CSRP3 (Cysteine and Glycine-Rich Protein 3) is a protein encoded by the CSRP3 gene in humans. It is a member of the LIM domain protein family, which is characterized by the presence of LIM domains that are involved in protein-protein interactions. CSRP3 is also known as Muscle LIM Protein (MLP) and plays a crucial role in muscle development and function.

Structure[edit]

CSRP3 contains two LIM domains, which are zinc finger-like motifs that facilitate interactions with other proteins. These domains are essential for the protein's role in muscle cell differentiation and maintenance. The protein is predominantly expressed in cardiac and skeletal muscle tissues.

Function[edit]

CSRP3 is involved in the regulation of muscle cell differentiation and growth. It acts as a scaffold protein, interacting with other proteins to form complexes that are critical for muscle function. CSRP3 is also implicated in the mechanotransduction pathways, which are processes by which cells convert mechanical stimuli into chemical activity.

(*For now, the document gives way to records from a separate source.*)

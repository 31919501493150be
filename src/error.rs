use thiserror::Error;

/// Failure to produce the event table. Rendered by the dashboard as an
/// error panel over an empty view; never retried automatically.
#[derive(Debug, Error)]
pub enum LoadError {
    #[error("request failed: {0}")]
    Http(#[from] reqwest::Error),

    #[error("{url} answered HTTP {code}")]
    Status { url: String, code: u16 },

    #[error("read failed: {0}")]
    Io(#[from] std::io::Error),

    #[error("malformed CSV: {0}")]
    Csv(#[from] csv::Error),

    #[error("malformed dataset: {0}")]
    Malformed(String),
}
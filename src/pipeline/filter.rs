use super::options::{Dimension, FilterValue};
use crate::dataset::{Event, Grade};
use std::collections::BTreeSet;

/// Search queries shorter than this (after trimming) match everything
pub const MIN_SEARCH_CHARS: usize = 2;

/// User-selected filter state. Each set is a membership test for its
/// dimension; an empty set passes every row. Dimensions combine with AND.
#[derive(Debug, Clone, Default, PartialEq, Eq)]
pub struct FilterCriteria {
    pub grades: BTreeSet<Grade>,
    pub countries: BTreeSet<String>,
    pub diseases: BTreeSet<String>,
    pub event_types: BTreeSet<String>,
    pub years: BTreeSet<i32>,
    /// Free-text query over country, disease, description, type and grade
    pub search: Option<String>,
}

#[inline]
fn admits<T: Ord>(selected: &BTreeSet<T>, value: &T) -> bool {
    selected.is_empty() || selected.contains(value)
}

fn flip<T: Ord>(set: &mut BTreeSet<T>, value: T) {
    if !set.remove(&value) {
        set.insert(value);
    }
}

impl FilterCriteria {
    /// No dimension constrained and no effective search
    pub fn is_empty(&self) -> bool {
        self.grades.is_empty()
            && self.countries.is_empty()
            && self.diseases.is_empty()
            && self.event_types.is_empty()
            && self.years.is_empty()
            && self.search_needle().is_none()
    }

    /// Lower-cased query, if long enough to constrain anything
    fn search_needle(&self) -> Option<String> {
        let query = self.search.as_deref()?.trim();
        (query.chars().count() >= MIN_SEARCH_CHARS).then(|| query.to_lowercase())
    }

    pub fn matches(&self, event: &Event) -> bool {
        self.matches_with(event, self.search_needle().as_deref())
    }

    fn matches_with(&self, event: &Event, needle: Option<&str>) -> bool {
        admits(&self.grades, &event.grade)
            && admits(&self.countries, &event.country)
            && admits(&self.diseases, &event.disease)
            && admits(&self.event_types, &event.event_type)
            && (self.years.is_empty() || event.year.is_some_and(|y| self.years.contains(&y)))
            && needle.map_or(true, |n| text_matches(event, n))
    }

    /// Rows passing every constraint, in input order
    pub fn apply<'a, I>(&self, rows: I) -> Vec<&'a Event>
    where
        I: IntoIterator<Item = &'a Event>,
    {
        let needle = self.search_needle();
        rows.into_iter()
            .filter(|event| self.matches_with(event, needle.as_deref()))
            .collect()
    }

    pub fn is_selected(&self, value: &FilterValue) -> bool {
        match value {
            FilterValue::Grade(g) => self.grades.contains(g),
            FilterValue::Country(s) => self.countries.contains(s),
            FilterValue::Disease(s) => self.diseases.contains(s),
            FilterValue::EventType(s) => self.event_types.contains(s),
            FilterValue::Year(y) => self.years.contains(y),
        }
    }

    /// Add the value to its dimension, or remove it if already selected
    pub fn toggle(&mut self, value: FilterValue) {
        match value {
            FilterValue::Grade(g) => flip(&mut self.grades, g),
            FilterValue::Country(s) => flip(&mut self.countries, s),
            FilterValue::Disease(s) => flip(&mut self.diseases, s),
            FilterValue::EventType(s) => flip(&mut self.event_types, s),
            FilterValue::Year(y) => flip(&mut self.years, y),
        }
    }

    pub fn selected_count(&self, dimension: Dimension) -> usize {
        match dimension {
            Dimension::Grade => self.grades.len(),
            Dimension::Country => self.countries.len(),
            Dimension::Disease => self.diseases.len(),
            Dimension::EventType => self.event_types.len(),
            Dimension::Year => self.years.len(),
        }
    }

    pub fn clear_dimension(&mut self, dimension: Dimension) {
        match dimension {
            Dimension::Grade => self.grades.clear(),
            Dimension::Country => self.countries.clear(),
            Dimension::Disease => self.diseases.clear(),
            Dimension::EventType => self.event_types.clear(),
            Dimension::Year => self.years.clear(),
        }
    }

    /// Reset every dimension and the search
    pub fn clear(&mut self) {
        *self = Self::default();
    }
}

fn text_matches(event: &Event, needle: &str) -> bool {
    [
        event.country.as_str(),
        event.disease.as_str(),
        event.description.as_str(),
        event.event_type.as_str(),
        event.grade.label(),
    ]
    .iter()
    .any(|field| field.to_lowercase().contains(needle))
}

#[cfg(test)]
mod tests {
    use super::*;
    use crate::dataset::{sample_events, Status};

    fn event(country: &str, disease: &str, grade: Grade) -> Event {
        Event {
            country: country.into(),
            disease: disease.into(),
            grade,
            status: Status::Ongoing,
            event_type: "Outbreak".into(),
            year: Some(2025),
            ..Default::default()
        }
    }

    fn three() -> Vec<Event> {
        vec![
            event("Kenya", "Cholera", Grade::Grade3),
            event("Nigeria", "Ebola", Grade::Grade3),
            event("Ghana", "Measles", Grade::Grade1),
        ]
    }

    #[test]
    fn test_empty_criteria_returns_everything_in_order() {
        let events = sample_events();
        let criteria = FilterCriteria::default();
        assert!(criteria.is_empty());
        let rows = criteria.apply(&events);
        assert_eq!(rows.len(), events.len());
        assert!(rows.iter().zip(&events).all(|(a, b)| std::ptr::eq(*a, b)));
    }

    #[test]
    fn test_grade_membership() {
        let events = three();
        let mut criteria = FilterCriteria::default();
        criteria.toggle(FilterValue::Grade(Grade::Grade3));
        let rows = criteria.apply(&events);
        let countries: Vec<_> = rows.iter().map(|e| e.country.as_str()).collect();
        assert_eq!(countries, ["Kenya", "Nigeria"]);
    }

    #[test]
    fn test_multiple_values_or_within_dimension_and_across() {
        let events = three();
        let mut criteria = FilterCriteria::default();
        criteria.toggle(FilterValue::Country("Kenya".into()));
        criteria.toggle(FilterValue::Country("Ghana".into()));
        assert_eq!(criteria.apply(&events).len(), 2);

        criteria.toggle(FilterValue::Grade(Grade::Grade1));
        let rows = criteria.apply(&events);
        assert_eq!(rows.len(), 1);
        assert_eq!(rows[0].country, "Ghana");
    }

    #[test]
    fn test_unknown_country_yields_empty() {
        let events = three();
        let mut criteria = FilterCriteria::default();
        criteria.toggle(FilterValue::Country("Atlantis".into()));
        assert!(criteria.apply(&events).is_empty());
    }

    #[test]
    fn test_idempotent_and_subset() {
        let events = sample_events();
        let mut criteria = FilterCriteria::default();
        criteria.toggle(FilterValue::Disease("Cholera".into()));
        criteria.toggle(FilterValue::Grade(Grade::Grade2));
        let once = criteria.apply(&events);
        let twice = criteria.apply(once.iter().copied());
        assert_eq!(once, twice);
        assert!(once.len() <= events.len());
        assert!(once.iter().all(|e| events.iter().any(|x| std::ptr::eq(x, *e))));
    }

    #[test]
    fn test_year_excludes_rows_without_year() {
        let mut events = three();
        events[1].year = None;
        let mut criteria = FilterCriteria::default();
        criteria.toggle(FilterValue::Year(2025));
        assert_eq!(criteria.apply(&events).len(), 2);
    }

    #[test]
    fn test_toggle_twice_deselects() {
        let mut criteria = FilterCriteria::default();
        criteria.toggle(FilterValue::EventType("Outbreak".into()));
        assert!(criteria.is_selected(&FilterValue::EventType("Outbreak".into())));
        criteria.toggle(FilterValue::EventType("Outbreak".into()));
        assert!(criteria.is_empty());
    }

    #[test]
    fn test_search_is_case_insensitive_and_needs_two_chars() {
        let events = three();
        let mut criteria = FilterCriteria {
            search: Some("e".into()),
            ..Default::default()
        };
        assert!(criteria.is_empty());
        assert_eq!(criteria.apply(&events).len(), 3);

        criteria.search = Some("  EBO ".into());
        let rows = criteria.apply(&events);
        assert_eq!(rows.len(), 1);
        assert_eq!(rows[0].country, "Nigeria");

        criteria.search = Some("grade 1".into());
        assert_eq!(criteria.apply(&events)[0].country, "Ghana");
    }

    #[test]
    fn test_clear_dimension_leaves_others() {
        let mut criteria = FilterCriteria::default();
        criteria.toggle(FilterValue::Grade(Grade::Grade3));
        criteria.toggle(FilterValue::Year(2024));
        criteria.clear_dimension(Dimension::Grade);
        assert_eq!(criteria.selected_count(Dimension::Grade), 0);
        assert_eq!(criteria.selected_count(Dimension::Year), 1);
        criteria.clear();
        assert!(criteria.is_empty());
    }
}
use crate::dataset::{Event, Grade};
use crate::geo::mean_center;

pub type Rgba = [u8; 4];

pub const GRADE3_COLOR: Rgba = [255, 51, 85, 200];
pub const GRADE2_COLOR: Rgba = [255, 153, 51, 200];
pub const GRADE1_COLOR: Rgba = [255, 204, 0, 200];
pub const UNGRADED_COLOR: Rgba = [160, 160, 176, 180];

/// Marker radius in meters: linear in event count plus a fixed offset
pub const RADIUS_BASE_M: f64 = 25_000.0;
pub const RADIUS_PER_EVENT_M: f64 = 5_000.0;

pub fn grade_color(grade: Grade) -> Rgba {
    match grade {
        Grade::Grade3 => GRADE3_COLOR,
        Grade::Grade2 => GRADE2_COLOR,
        Grade::Grade1 => GRADE1_COLOR,
        Grade::Ungraded => UNGRADED_COLOR,
    }
}

/// A missing count sizes the marker as a single event
pub fn marker_radius_m(event_count: Option<u64>) -> f64 {
    event_count.unwrap_or(1) as f64 * RADIUS_PER_EVENT_M + RADIUS_BASE_M
}

/// A located event with its derived visual attributes
#[derive(Debug, Clone, PartialEq)]
pub struct MapMarker {
    pub lon: f64,
    pub lat: f64,
    pub grade: Grade,
    pub color: Rgba,
    pub radius_m: f64,
    pub country: String,
    pub disease: String,
    pub location: String,
    pub cases: Option<u64>,
    pub deaths: Option<u64>,
}

impl MapMarker {
    /// `None` unless the event has both coordinates
    pub fn from_event(event: &Event) -> Option<Self> {
        let (lon, lat) = event.position()?;
        Some(Self {
            lon,
            lat,
            grade: event.grade,
            color: grade_color(event.grade),
            radius_m: marker_radius_m(event.event_count),
            country: event.country.clone(),
            disease: event.disease.clone(),
            location: event.location.clone(),
            cases: event.cases,
            deaths: event.deaths,
        })
    }

    /// Whether this marker was projected from `event`
    pub fn describes(&self, event: &Event) -> bool {
        event.position() == Some((self.lon, self.lat))
            && event.country == self.country
            && event.disease == self.disease
            && event.location == self.location
    }
}

/// Markers for the map, or an explicit "nothing to show"
#[derive(Debug, Clone, PartialEq)]
pub enum MapView {
    NoData,
    Markers(Vec<MapMarker>),
}

impl MapView {
    pub fn project<'a>(rows: impl IntoIterator<Item = &'a Event>) -> Self {
        let markers: Vec<MapMarker> = rows.into_iter().filter_map(MapMarker::from_event).collect();
        if markers.is_empty() {
            MapView::NoData
        } else {
            MapView::Markers(markers)
        }
    }

    pub fn markers(&self) -> &[MapMarker] {
        match self {
            MapView::NoData => &[],
            MapView::Markers(markers) => markers,
        }
    }

    pub fn is_empty(&self) -> bool {
        matches!(self, MapView::NoData)
    }

    /// Mean marker position, used to center the initial view
    pub fn center(&self) -> Option<(f64, f64)> {
        mean_center(self.markers().iter().map(|m| (m.lon, m.lat)))
    }
}

#[cfg(test)]
mod tests {
    use super::*;
    use crate::dataset::sample_events;

    #[test]
    fn test_colors_by_grade() {
        assert_eq!(grade_color(Grade::Grade3), [255, 51, 85, 200]);
        assert_eq!(grade_color(Grade::Grade1), [255, 204, 0, 200]);
        assert_eq!(grade_color(Grade::Ungraded), [160, 160, 176, 180]);
    }

    #[test]
    fn test_radius_is_monotonic_with_offset() {
        assert_eq!(marker_radius_m(None), 30_000.0);
        assert_eq!(marker_radius_m(Some(0)), 25_000.0);
        assert_eq!(marker_radius_m(Some(10)), 75_000.0);
        assert!(marker_radius_m(Some(11)) > marker_radius_m(Some(10)));
    }

    #[test]
    fn test_rows_without_coordinates_are_dropped() {
        let events = vec![
            Event {
                lat: Some(1.0),
                lon: Some(2.0),
                ..Default::default()
            },
            Event {
                lat: Some(1.0),
                ..Default::default()
            },
            Event::default(),
        ];
        let view = MapView::project(&events);
        assert_eq!(view.markers().len(), 1);
    }

    #[test]
    fn test_marker_describes_its_event() {
        let events = sample_events();
        let view = MapView::project(&events);
        let first = &view.markers()[0];
        assert!(first.describes(&events[0]));
        assert!(!first.describes(&events[1]));
    }

    #[test]
    fn test_all_located_rows_project() {
        let events = sample_events();
        let view = MapView::project(&events);
        assert_eq!(view.markers().len(), events.len());
    }

    #[test]
    fn test_empty_signals_no_data() {
        let view = MapView::project(std::iter::empty());
        assert!(view.is_empty());
        assert_eq!(view.center(), None);
        assert_eq!(MapView::project(&[Event::default()]), MapView::NoData);
    }
}
use super::source::DatasetSource;
use super::Dataset;
use crate::error::LoadError;
use std::sync::Arc;
use std::time::{Duration, Instant};
use tracing::{info, warn};

/// Default time-to-live for a successful load (30 minutes)
pub const DEFAULT_TTL: Duration = Duration::from_secs(1800);

enum Entry {
    Ready { dataset: Arc<Dataset>, loaded: Instant },
    /// Sticky until `invalidate`; failures are never retried on their own
    Failed(LoadError),
}

impl Entry {
    fn is_stale(&self, now: Instant, ttl: Duration) -> bool {
        match self {
            Entry::Ready { loaded, .. } => now.saturating_duration_since(*loaded) >= ttl,
            Entry::Failed(_) => false,
        }
    }
}

/// Time-bounded cache in front of a [`DatasetSource`]
pub struct DatasetCache {
    source: Box<dyn DatasetSource>,
    ttl: Duration,
    entry: Option<Entry>,
}

impl DatasetCache {
    pub fn new(source: Box<dyn DatasetSource>, ttl: Duration) -> Self {
        Self {
            source,
            ttl,
            entry: None,
        }
    }

    /// Current table, reloading when absent or older than the TTL
    pub fn get(&mut self, now: Instant) -> Result<Arc<Dataset>, &LoadError> {
        let entry = match self.entry.take() {
            Some(entry) if !entry.is_stale(now, self.ttl) => entry,
            _ => self.load(now),
        };

        match self.entry.insert(entry) {
            Entry::Ready { dataset, .. } => Ok(Arc::clone(dataset)),
            Entry::Failed(err) => Err(&*err),
        }
    }

    /// Drop whatever is cached so the next `get` reloads
    pub fn invalidate(&mut self) {
        self.entry = None;
    }

    pub fn ttl(&self) -> Duration {
        self.ttl
    }

    pub fn describe(&self) -> String {
        self.source.describe()
    }

    fn load(&self, now: Instant) -> Entry {
        let started = Instant::now();
        match self.source.load() {
            Ok(dataset) => {
                info!(
                    source = %dataset.source,
                    rows = dataset.len(),
                    elapsed_ms = started.elapsed().as_millis() as u64,
                    "dataset loaded"
                );
                Entry::Ready {
                    dataset: Arc::new(dataset),
                    loaded: now,
                }
            }
            Err(err) => {
                warn!(source = %self.source.describe(), error = %err, "dataset load failed");
                Entry::Failed(err)
            }
        }
    }
}

#[cfg(test)]
mod tests {
    use super::*;
    use std::sync::atomic::{AtomicUsize, Ordering};

    /// Counts loads; fails while `fail` is set
    struct Counting {
        loads: Arc<AtomicUsize>,
        fail: bool,
    }

    impl DatasetSource for Counting {
        fn load(&self) -> Result<Dataset, LoadError> {
            self.loads.fetch_add(1, Ordering::SeqCst);
            if self.fail {
                Err(LoadError::Malformed("boom".into()))
            } else {
                Ok(Dataset::empty("counting"))
            }
        }

        fn describe(&self) -> String {
            "counting".into()
        }
    }

    fn cache(fail: bool) -> (DatasetCache, Arc<AtomicUsize>) {
        let loads = Arc::new(AtomicUsize::new(0));
        let source = Counting {
            loads: Arc::clone(&loads),
            fail,
        };
        (DatasetCache::new(Box::new(source), Duration::from_secs(60)), loads)
    }

    #[test]
    fn test_reuses_within_ttl() {
        let (mut cache, loads) = cache(false);
        let t0 = Instant::now();
        let a = cache.get(t0).unwrap();
        let b = cache.get(t0 + Duration::from_secs(59)).unwrap();
        assert!(Arc::ptr_eq(&a, &b));
        assert_eq!(loads.load(Ordering::SeqCst), 1);
    }

    #[test]
    fn test_reloads_after_ttl() {
        let (mut cache, loads) = cache(false);
        let t0 = Instant::now();
        let a = cache.get(t0).unwrap();
        let b = cache.get(t0 + Duration::from_secs(60)).unwrap();
        assert!(!Arc::ptr_eq(&a, &b));
        assert_eq!(loads.load(Ordering::SeqCst), 2);
    }

    #[test]
    fn test_failure_is_sticky_until_invalidated() {
        let (mut cache, loads) = cache(true);
        let t0 = Instant::now();
        assert!(cache.get(t0).is_err());
        assert!(cache.get(t0 + Duration::from_secs(3600)).is_err());
        assert_eq!(loads.load(Ordering::SeqCst), 1);

        cache.invalidate();
        assert!(cache.get(t0).is_err());
        assert_eq!(loads.load(Ordering::SeqCst), 2);
    }

    #[test]
    fn test_invalidate_forces_reload() {
        let (mut cache, loads) = cache(false);
        let t0 = Instant::now();
        cache.get(t0).unwrap();
        cache.invalidate();
        cache.get(t0).unwrap();
        assert_eq!(loads.load(Ordering::SeqCst), 2);
    }
}
/// Base of the Unicode Braille Patterns block (U+2800, no dots raised)
pub const BRAILLE_BLANK: char = '\u{2800}';

/// Color claim on a character cell. When two tints land in the same cell the
/// higher `rank` keeps it, so severe markers stay visible under mild ones.
#[derive(Debug, Clone, Copy, PartialEq, Eq)]
pub struct Tint {
    pub rank: u8,
    pub rgb: [u8; 3],
}

/// Braille canvas for terminal graphics.
/// Each character cell is a 2x4 dot grid, so a `width` x `height` canvas
/// has `width*2` x `height*4` addressable pixels.
pub struct BrailleCanvas {
    width: usize,
    height: usize,
    dots: Vec<u8>,
    tints: Vec<Option<Tint>>,
}

impl BrailleCanvas {
    pub fn new(width: usize, height: usize) -> Self {
        Self {
            width,
            height,
            dots: vec![0; width * height],
            tints: vec![None; width * height],
        }
    }

    pub fn width(&self) -> usize {
        self.width
    }

    pub fn height(&self) -> usize {
        self.height
    }

    pub fn pixel_width(&self) -> usize {
        self.width * 2
    }

    pub fn pixel_height(&self) -> usize {
        self.height * 4
    }

    /// Dot layout per character:
    /// ```text
    /// (0,0) (1,0)   bits: 0x01 0x08
    /// (0,1) (1,1)   bits: 0x02 0x10
    /// (0,2) (1,2)   bits: 0x04 0x20
    /// (0,3) (1,3)   bits: 0x40 0x80
    /// ```
    #[inline(always)]
    fn dot_bit(x: usize, y: usize) -> u8 {
        const BITS: [[u8; 4]; 2] = [[0x01, 0x02, 0x04, 0x40], [0x08, 0x10, 0x20, 0x80]];
        BITS[x % 2][y % 4]
    }

    /// Cell index for a pixel, `None` off canvas
    #[inline(always)]
    fn cell_index(&self, x: i32, y: i32) -> Option<usize> {
        if x < 0 || y < 0 {
            return None;
        }
        let (cx, cy) = (x as usize / 2, y as usize / 4);
        (cx < self.width && cy < self.height).then(|| cy * self.width + cx)
    }

    pub fn set_pixel(&mut self, x: i32, y: i32) {
        if let Some(idx) = self.cell_index(x, y) {
            self.dots[idx] |= Self::dot_bit(x as usize, y as usize);
        }
    }

    /// Raise a dot and claim its cell's color unless a higher rank holds it
    pub fn set_tinted(&mut self, x: i32, y: i32, tint: Tint) {
        let Some(idx) = self.cell_index(x, y) else {
            return;
        };
        self.dots[idx] |= Self::dot_bit(x as usize, y as usize);
        match self.tints[idx] {
            Some(held) if held.rank > tint.rank => {}
            _ => self.tints[idx] = Some(tint),
        }
    }

    /// Glyph and tint of the character at (`col`, `row`)
    pub fn cell(&self, col: usize, row: usize) -> Option<(char, Option<Tint>)> {
        if col >= self.width || row >= self.height {
            return None;
        }
        let idx = row * self.width + col;
        let ch = char::from_u32(BRAILLE_BLANK as u32 + self.dots[idx] as u32).unwrap_or(' ');
        Some((ch, self.tints[idx]))
    }

    pub fn is_blank(&self) -> bool {
        self.dots.iter().all(|&d| d == 0)
    }

    #[cfg(test)]
    pub(crate) fn row_to_string(&self, row: usize) -> String {
        (0..self.width)
            .filter_map(|col| self.cell(col, row).map(|(ch, _)| ch))
            .collect()
    }
}

#[cfg(test)]
mod tests {
    use super::*;

    const RED: Tint = Tint { rank: 3, rgb: [255, 0, 0] };
    const GREY: Tint = Tint { rank: 0, rgb: [128, 128, 128] };

    #[test]
    fn test_single_pixel() {
        let mut canvas = BrailleCanvas::new(1, 1);
        canvas.set_pixel(0, 0);
        assert_eq!(canvas.row_to_string(0), "⠁");
    }

    #[test]
    fn test_all_dots() {
        let mut canvas = BrailleCanvas::new(1, 1);
        for x in 0..2 {
            for y in 0..4 {
                canvas.set_pixel(x, y);
            }
        }
        assert_eq!(canvas.row_to_string(0), "⣿");
    }

    #[test]
    fn test_diagonal_spans_cells() {
        let mut canvas = BrailleCanvas::new(2, 1);
        for i in 0..4 {
            canvas.set_pixel(i, i);
        }
        assert_eq!(canvas.row_to_string(0), "⠑⢄");
    }

    #[test]
    fn test_off_canvas_is_ignored() {
        let mut canvas = BrailleCanvas::new(2, 2);
        canvas.set_pixel(-1, 0);
        canvas.set_pixel(4, 0);
        canvas.set_pixel(0, 8);
        assert!(canvas.is_blank());
        assert_eq!(canvas.cell(2, 0), None);
    }

    #[test]
    fn test_higher_rank_keeps_cell() {
        let mut canvas = BrailleCanvas::new(1, 1);
        canvas.set_tinted(0, 0, RED);
        canvas.set_tinted(1, 1, GREY);
        assert_eq!(canvas.cell(0, 0), Some(('⠑', Some(RED))));

        let mut canvas = BrailleCanvas::new(1, 1);
        canvas.set_tinted(0, 0, GREY);
        canvas.set_tinted(0, 0, RED);
        assert_eq!(canvas.cell(0, 0).and_then(|(_, t)| t), Some(RED));
    }

    #[test]
    fn test_blank_rows_are_full_width() {
        let canvas = BrailleCanvas::new(3, 2);
        assert_eq!(canvas.row_to_string(1), "\u{2800}".repeat(3));
        assert_eq!(canvas.cell(0, 2), None);
    }
}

Clinical Significance[edit]

Mutations in the CSRP3 gene have been associated with various cardiomyopathies, including hypertrophic cardiomyopathy (HCM) and dilated cardiomyopathy (DCM). These conditions are characterized by abnormal heart muscle structure and function, leading to heart failure and other complications.

Research[edit]

Ongoing research is focused on understanding the precise molecular mechanisms by which CSRP3 mutations lead to cardiomyopathy. Studies are also exploring potential therapeutic strategies to target these pathways and ameliorate the effects of these mutations.

Also see[edit]

References[edit]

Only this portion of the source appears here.